Starting at the top of the data and ending with the line that holds "it and/or modify", transcribe each line exactly; include both ends.

Data entries

- Opening Delimiter -

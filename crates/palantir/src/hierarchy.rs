// SPDX-License-Identifier: AGPL-3.0-only
// Copyright (C) 2025 Palantir Project
// This program is free software: you can redistribute it and/or modify
// it under the terms of the GNU Affero General Public License version 3
// as published by the Free Software Foundation.
// This program is distributed in the hope that it will be useful,
// but WITHOUT ANY WARRANTY; without even the implied warranty of
// MERCHANTABILITY or FITNESS FOR A PARTICULAR PURPOSE.
// See the GNU Affero General Public License for more details.
// You should have received a copy of the GNU Affero General Public License
// along with this program. If not, see https://www.gnu.org/licenses/.

use crate::error::{DataError, DataResult};
use crate::relations::{RelationAnalysis, RelationType};
use crate::results::QueryResults;
use std::collections::HashSet;
use tracing::debug;

/// Relations between consecutive pairs of the chain, looked up in the same
/// order the analysis was built in. The relation map is upper-triangular
/// over that order, so a pair the map does not hold means the caller walked
/// a chain the analysis never covered.
pub fn adjacent_relations(
    analysis: &RelationAnalysis,
    columns: &[String],
) -> DataResult<Vec<RelationType>> {
    columns
        .windows(2)
        .map(|pair| {
            analysis
                .relation(&pair[0], &pair[1])
                .ok_or_else(|| DataError::MissingRelation {
                    a: pair[0].clone(),
                    b: pair[1].clone(),
                })
        })
        .collect()
}

/// A chain is hierarchical when every parent determines its children and no
/// child is shared between parents: every adjacent relation is one-to-one
/// or one-to-many. The empty relation list passes trivially.
pub fn relations_are_hierarchical(relations: &[RelationType]) -> bool {
    relations
        .iter()
        .all(|r| matches!(r, RelationType::OneToOne | RelationType::OneToMany))
}

/// Hierarchy test over a full column chain. Chains of length 0 or 1 pass.
pub fn columns_are_hierarchical(
    analysis: &RelationAnalysis,
    columns: &[String],
) -> DataResult<bool> {
    let relations = adjacent_relations(analysis, columns)?;
    Ok(relations_are_hierarchical(&relations))
}

/// True when no two rows share the same value tuple over the given columns.
/// Bails out on the first duplicate found.
pub fn is_composite_key(columns: &[&str], results: &QueryResults) -> DataResult<bool> {
    let indices = columns
        .iter()
        .map(|column| results.column_index(column))
        .collect::<DataResult<Vec<_>>>()?;

    let mut seen = HashSet::new();
    for row in &results.data {
        let tuple: Vec<&str> = indices.iter().map(|&i| row[i].as_str()).collect();
        if !seen.insert(tuple.clone()) {
            debug!(?columns, ?tuple, "duplicate composite tuple");
            return Ok(false);
        }
    }
    Ok(true)
}

#[cfg(test)]
mod tests {
    use super::*;
    use crate::relations::analyse_relations;

    fn results(header: &[&str], rows: &[&[&str]]) -> QueryResults {
        QueryResults::new(
            header.iter().map(|s| s.to_string()).collect(),
            rows.iter()
                .map(|row| row.iter().map(|s| s.to_string()).collect())
                .collect(),
        )
        .unwrap()
    }

    fn chain(columns: &[&str]) -> Vec<String> {
        columns.iter().map(|s| s.to_string()).collect()
    }

    #[test]
    fn one_to_many_chain_is_hierarchical() {
        assert!(relations_are_hierarchical(&[
            RelationType::OneToMany,
            RelationType::OneToOne,
            RelationType::OneToMany,
        ]));
    }

    #[test]
    fn one_bad_link_breaks_the_chain() {
        for bad in [RelationType::ManyToOne, RelationType::ManyToMany] {
            assert!(!relations_are_hierarchical(&[
                RelationType::OneToMany,
                bad,
                RelationType::OneToMany,
            ]));
        }
    }

    #[test]
    fn empty_chain_passes_trivially() {
        assert!(relations_are_hierarchical(&[]));
    }

    #[test]
    fn short_chains_pass() {
        let r = results(&["a"], &[]);
        let analysis = analyse_relations(&r, &chain(&["a"])).unwrap();
        assert!(columns_are_hierarchical(&analysis, &chain(&["a"])).unwrap());
        assert!(columns_are_hierarchical(&analysis, &[]).unwrap());
    }

    #[test]
    fn geographic_containment_is_hierarchical() {
        let r = results(
            &["continent", "country", "city"],
            &[
                &["Europe", "Norway", "Oslo"],
                &["Europe", "Norway", "Bergen"],
                &["Europe", "France", "Paris"],
                &["Asia", "Japan", "Tokyo"],
            ],
        );
        let key = chain(&["continent", "country", "city"]);
        let analysis = analyse_relations(&r, &key).unwrap();
        assert!(columns_are_hierarchical(&analysis, &key).unwrap());
    }

    #[test]
    fn shared_children_break_the_hierarchy() {
        // Border rows: both endpoints relate many-to-many.
        let r = results(
            &["country1", "country2"],
            &[
                &["Norway", "Sweden"],
                &["Norway", "Finland"],
                &["Finland", "Sweden"],
            ],
        );
        let key = chain(&["country1", "country2"]);
        let analysis = analyse_relations(&r, &key).unwrap();
        assert!(!columns_are_hierarchical(&analysis, &key).unwrap());
    }

    #[test]
    fn missing_pair_is_an_error() {
        let analysis = RelationAnalysis::default();
        assert!(matches!(
            columns_are_hierarchical(&analysis, &chain(&["a", "b"])),
            Err(DataError::MissingRelation { .. })
        ));
    }

    #[test]
    fn composite_key_detects_duplicates() {
        let r = results(
            &["country", "year", "value"],
            &[
                &["Norway", "2020", "1"],
                &["Norway", "2021", "2"],
                &["Norway", "2020", "3"],
            ],
        );
        assert!(!is_composite_key(&["country", "year"], &r).unwrap());
        assert!(is_composite_key(&["country", "value"], &r).unwrap());
    }

    #[test]
    fn composite_key_over_empty_data_is_true() {
        let r = results(&["a", "b"], &[]);
        assert!(is_composite_key(&["a", "b"], &r).unwrap());
    }

    #[test]
    fn composite_key_tuples_do_not_collide_on_separators() {
        // "a,b" + "c" must stay distinct from "a" + "b,c".
        let r = results(&["x", "y"], &[&["a,b", "c"], &["a", "b,c"]]);
        assert!(is_composite_key(&["x", "y"], &r).unwrap());
    }

    #[test]
    fn composite_key_unknown_column_is_an_error() {
        let r = results(&["a"], &[]);
        assert!(matches!(
            is_composite_key(&["a", "missing"], &r),
            Err(DataError::ColumnNotFound { .. })
        ));
    }
}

- Closing Delimiter -

#### Reply to the task
filename crates/palantir/src/hierarchy.rs
// SPDX-License-Identifier: AGPL-3.0-only
// Copyright (C) 2025 Palantir Project
// This program is free software: you can redistribute it and/or modify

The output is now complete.